1. Value Cancer: The mathematical game of air coins

Comparing two sets of data:

A certain Meme coin: Market cap of $5 billion, 200 daily active users, actual revenue $0

A certain SaaS company: Market cap of $5 billion, annual revenue of $800 million, over 100,000 paying users

When the tide goes out, the bubble of token economics will eventually be pierced. After 15 years of blockchain technology development, less than 1% of applications have truly landed.

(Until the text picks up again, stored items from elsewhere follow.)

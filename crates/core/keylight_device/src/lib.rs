//! The keyboard as seen by an unprivileged process.
//!
//! Reads go straight to the LED class directory. Writes are delegated to a [ControlWriter],
//! normally the [BrokerClient] talking to `keylightd`.

mod brightness;
mod client;
mod error;
mod keyboard;
mod kind;
mod zone;

pub use brightness::*;
pub use client::*;
pub use error::*;
pub use keyboard::*;
pub use kind::*;
pub use zone::*;
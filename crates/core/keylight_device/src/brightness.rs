/// Converts a percentage into a raw brightness in `[0, max]`.
///
/// Out of range percentages are clamped.
pub fn percent_to_raw(percent: i64, max: u32) -> u32 {
    let raw = (percent as f64 / 100.0 * f64::from(max)).round();
    raw.clamp(0.0, f64::from(max)) as u32
}

/// Converts a raw brightness into a percentage in `[0, 100]`.
///
/// A keyboard with a max brightness of 0 is always off.
pub fn raw_to_percent(raw: u32, max: u32) -> u8 {
    if max == 0 {
        return 0;
    }
    (f64::from(raw.min(max)) / f64::from(max) * 100.0).round() as u8
}
//! keylight broker.
//!
//! The keyboard backlight of System76 laptops is controlled through files under
//! `/sys/class/leds/system76::kbd_backlight` that only root can write. This crate implements
//! the service that performs those writes for unprivileged users:
//!
//! 1. the D-Bus sender of a request is mapped to a process id and uid,
//! 2. the target path must be one of the keyboard control files (unless the caller is root),
//! 3. polkit must grant the caller [SET_COLOR_PERMISSION],
//! 4. only then the value is written, verbatim, to the control file.

/// The fixed set of files the broker may write to.
pub mod guard;

/// Maps D-Bus senders to process identities.
pub mod identity;

/// Asks polkit whether a process may change the backlight.
pub mod authority;

/// The zbus implementations of the authority and identity handles.
pub mod polkit;

mod broker;
mod daemon;
mod error;
mod service;

#[cfg(test)]
mod test_support;

pub use broker::WriteBroker;
pub use daemon::run;
pub use daemon::DaemonOpt;
pub use error::BrokerError;
pub use service::BrokerService;
pub use service::ServiceError;

/// Well-known bus name claimed by `keylightd`
pub const BUS_NAME: &str = "org.keylight.Broker";

/// Object path of the [BrokerService]
pub const OBJECT_PATH: &str = "/org/keylight/Broker";

/// D-Bus interface implemented by the [BrokerService]
pub const INTERFACE: &str = "org.keylight.Broker1";

/// The polkit action checked before any write.
pub const SET_COLOR_PERMISSION: &str = "org.keylight.set-color";
//! Stream Endpoint Integration Tests
//!
//! Exercises the full HTTP surface over a real listener: frame contents
//! and ordering, disconnect handling, CORS, and session independence.

#![allow(clippy::unwrap_used, clippy::expect_used)]

use std::net::SocketAddr;
use std::sync::Arc;
use std::time::Duration;

use tokio::time::timeout;
use tokio_util::sync::CancellationToken;

use stock_stream_server::{AppState, DEFAULT_SYMBOLS, SessionSettings, router};

/// Spin up a server on a random port and return its address.
async fn spawn_server(settings: SessionSettings) -> (SocketAddr, CancellationToken) {
    let state = Arc::new(AppState::new(settings));
    let app = router(state);

    let listener = tokio::net::TcpListener::bind("127.0.0.1:0").await.unwrap();
    let addr = listener.local_addr().unwrap();

    let cancel = CancellationToken::new();
    let shutdown = cancel.clone();
    tokio::spawn(async move {
        axum::serve(listener, app)
            .with_graceful_shutdown(shutdown.cancelled_owned())
            .await
            .unwrap();
    });

    (addr, cancel)
}

fn fast_settings() -> SessionSettings {
    SessionSettings {
        tick_interval: Duration::from_millis(20),
        max_ticks: 10,
    }
}

/// Split a complete SSE body into frames, separators included.
fn split_frames(body: &str) -> Vec<&str> {
    body.split_inclusive("\n\n").collect()
}

/// Assert one frame matches `data: {SYMBOL}: \d+\.\d{2}\n\n` with a price
/// in the simulated band.
fn assert_frame(frame: &str, expected_symbol: &str) {
    let prefix = format!("data: {expected_symbol}: ");
    assert!(
        frame.starts_with(&prefix),
        "frame {frame:?} does not start with {prefix:?}"
    );
    assert!(frame.ends_with("\n\n"), "frame {frame:?} lacks separator");

    let value = &frame[prefix.len()..frame.len() - 2];
    let (int_part, dec_part) = value.split_once('.').expect("price has a decimal point");
    assert!(int_part.chars().all(|c| c.is_ascii_digit()));
    assert_eq!(dec_part.len(), 2, "price {value:?} not two decimals");
    assert!(dec_part.chars().all(|c| c.is_ascii_digit()));

    let price: f64 = value.parse().unwrap();
    assert!(
        (100.0..110.0).contains(&price),
        "price {price} out of band"
    );
}

#[tokio::test]
async fn full_run_emits_ten_frames_in_symbol_order() {
    let (addr, _cancel) = spawn_server(fast_settings()).await;
    let client = reqwest::Client::new();

    let response = timeout(
        Duration::from_secs(5),
        client.get(format!("http://{addr}/stock-stream")).send(),
    )
    .await
    .unwrap()
    .unwrap();

    assert_eq!(response.status(), 200);
    let headers = response.headers();
    assert_eq!(headers.get("content-type").unwrap(), "text/event-stream");
    assert_eq!(headers.get("cache-control").unwrap(), "no-cache");
    assert!(
        headers
            .get("server-timing")
            .unwrap()
            .to_str()
            .unwrap()
            .starts_with("app;dur=")
    );

    let body = timeout(Duration::from_secs(5), response.text())
        .await
        .unwrap()
        .unwrap();

    let frames = split_frames(&body);
    assert_eq!(frames.len(), 10, "unexpected body: {body:?}");
    for (i, frame) in frames.iter().enumerate() {
        assert_frame(frame, DEFAULT_SYMBOLS[i % DEFAULT_SYMBOLS.len()]);
    }
}

#[tokio::test]
async fn immediate_disconnect_leaves_server_healthy() {
    let (addr, _cancel) = spawn_server(fast_settings()).await;
    let client = reqwest::Client::new();

    // Connect, then hang up before the first tick fires.
    let response = client
        .get(format!("http://{addr}/stock-stream"))
        .send()
        .await
        .unwrap();
    drop(response);

    // The server must keep serving fresh requests.
    let welcome = client.get(format!("http://{addr}/")).send().await.unwrap();
    assert_eq!(welcome.status(), 200);
    assert_eq!(
        welcome.text().await.unwrap(),
        "Welcome to the Stock Stream Demo!"
    );
}

#[tokio::test]
async fn disconnect_mid_stream_stops_after_prefix() {
    let (addr, _cancel) = spawn_server(fast_settings()).await;
    let client = reqwest::Client::new();

    let mut response = client
        .get(format!("http://{addr}/stock-stream"))
        .send()
        .await
        .unwrap();

    // Read until three full frames arrived, then hang up.
    let mut received = String::new();
    while received.matches("\n\n").count() < 3 {
        let chunk = timeout(Duration::from_secs(5), response.chunk())
            .await
            .unwrap()
            .unwrap()
            .expect("stream ended before three frames");
        received.push_str(std::str::from_utf8(&chunk).unwrap());
    }
    drop(response);

    // Give the session a moment to observe the disconnect, then verify a
    // fresh stream still runs end to end.
    tokio::time::sleep(Duration::from_millis(100)).await;

    let body = client
        .get(format!("http://{addr}/stock-stream"))
        .send()
        .await
        .unwrap()
        .text()
        .await
        .unwrap();
    assert_eq!(split_frames(&body).len(), 10);
}

#[tokio::test]
async fn concurrent_sessions_are_independent() {
    let (addr, _cancel) = spawn_server(fast_settings()).await;
    let client = reqwest::Client::new();
    let url = format!("http://{addr}/stock-stream");

    let (first, second) = tokio::join!(
        async {
            let response = client.get(&url).send().await.unwrap();
            timeout(Duration::from_secs(5), response.text())
                .await
                .unwrap()
                .unwrap()
        },
        async {
            let response = client.get(&url).send().await.unwrap();
            timeout(Duration::from_secs(5), response.text())
                .await
                .unwrap()
                .unwrap()
        },
    );

    for body in [first, second] {
        let frames = split_frames(&body);
        assert_eq!(frames.len(), 10);
        for (i, frame) in frames.iter().enumerate() {
            assert_frame(frame, DEFAULT_SYMBOLS[i % DEFAULT_SYMBOLS.len()]);
        }
    }
}

#[tokio::test]
async fn liveness_probe_responds() {
    let (addr, _cancel) = spawn_server(fast_settings()).await;

    let response = reqwest::get(format!("http://{addr}/healthz")).await.unwrap();
    assert_eq!(response.status(), 200);
    assert_eq!(response.text().await.unwrap(), "OK");
}

#[tokio::test]
async fn cors_allows_any_origin() {
    let (addr, _cancel) = spawn_server(fast_settings()).await;

    let response = reqwest::Client::new()
        .get(format!("http://{addr}/"))
        .header("origin", "http://example.com")
        .send()
        .await
        .unwrap();

    assert_eq!(
        response
            .headers()
            .get("access-control-allow-origin")
            .unwrap(),
        "*"
    );
}
//! Domain Layer - Price simulation with no I/O.
//!
//! Pure types and logic: the fixed symbol set, per-tick quote generation,
//! and frame formatting. Cadence and transport live in the outer layers.

/// Simulated quote generation and frame formatting.
pub mod pricing;
//! Tracing Initialization
//!
//! Console logging for the server: an `EnvFilter` honoring `RUST_LOG` on
//! top of sensible defaults, plus a fmt layer. Sessions stay independently
//! observable through per-session spans carrying a `session_id` field; no
//! session code logs outside its own span.

use tracing_subscriber::EnvFilter;
use tracing_subscriber::layer::SubscriberExt;
use tracing_subscriber::util::SubscriberInitExt;

/// Initialize the global tracing subscriber.
///
/// Call once at startup. `RUST_LOG` extends or overrides the default
/// directives.
#[allow(clippy::expect_used)]
pub fn init() {
    let env_filter = EnvFilter::from_default_env()
        .add_directive(
            "stock_stream_server=info"
                .parse()
                .expect("static directive 'stock_stream_server=info' is valid"),
        )
        .add_directive(
            "hyper=warn"
                .parse()
                .expect("static directive 'hyper=warn' is valid"),
        )
        .add_directive(
            "h2=warn"
                .parse()
                .expect("static directive 'h2=warn' is valid"),
        );

    let fmt_layer = tracing_subscriber::fmt::layer()
        .with_target(true)
        .with_thread_ids(false)
        .with_file(false)
        .with_line_number(false);

    tracing_subscriber::registry()
        .with(env_filter)
        .with(fmt_layer)
        .init();
}
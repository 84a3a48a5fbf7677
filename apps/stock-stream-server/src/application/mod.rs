//! Application Layer - Session orchestration and port definitions.
//!
//! This layer contains the stream controller and the port interfaces
//! that define how it talks to the transport.

/// Port interfaces for the transport adapter.
pub mod ports;

/// The per-connection stream session and its completion primitive.
pub mod session;
//! Infrastructure Layer - Adapters and external integrations.
//!
//! Concrete implementations of the port interfaces defined in the
//! application layer, plus deployment plumbing.

/// Environment-driven server configuration.
pub mod config;

/// Axum HTTP adapter: routes, streaming bodies, disconnect wiring.
pub mod http;

/// Tracing subscriber initialization.
pub mod telemetry;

2. Narrative Cancer: The traffic password has lost its effectiveness

The 'narrative magic' that once caused altcoins to soar is losing its effectiveness:

DeFi: TVL plummeted from $180 billion in 2021 to $40 billion, with a median protocol revenue of less than $1 million

NFT: OpenSea trading volume shrank by 90%, BAYC floor price fell below 1 ETH

Metaverse: Decentraland has less than 500 daily active users, average price of virtual land has dropped by 98%

New narratives like AI tokens and RWA (real-world assets) have yet to form a climate, and market consensus has fragmented.

3. Liquidity Cancer: Massacre of ghost town public chains

EOS, Tezos, Algorand… these public chains that once had a market cap of tens of billions now have a TVL (Total Value Locked) of less than $100 million, and developers are almost zero. In the next two years, 90% of public chains will become 'digital ghost towns' — no users, no transactions, no ecosystem.

4. Regulatory Cancer: SEC's 'Death List'

Starting in 2024, the US SEC will implement the strictest regulations in history:

Exchange Tokens: BNB, FTT deemed as securities

Staking Tokens: SOL, ADA faced collective lawsuits

Stablecoins: USDT faces a storm of reserve audits

Compliance costs are skyrocketing, small and medium projects are accelerating their exit.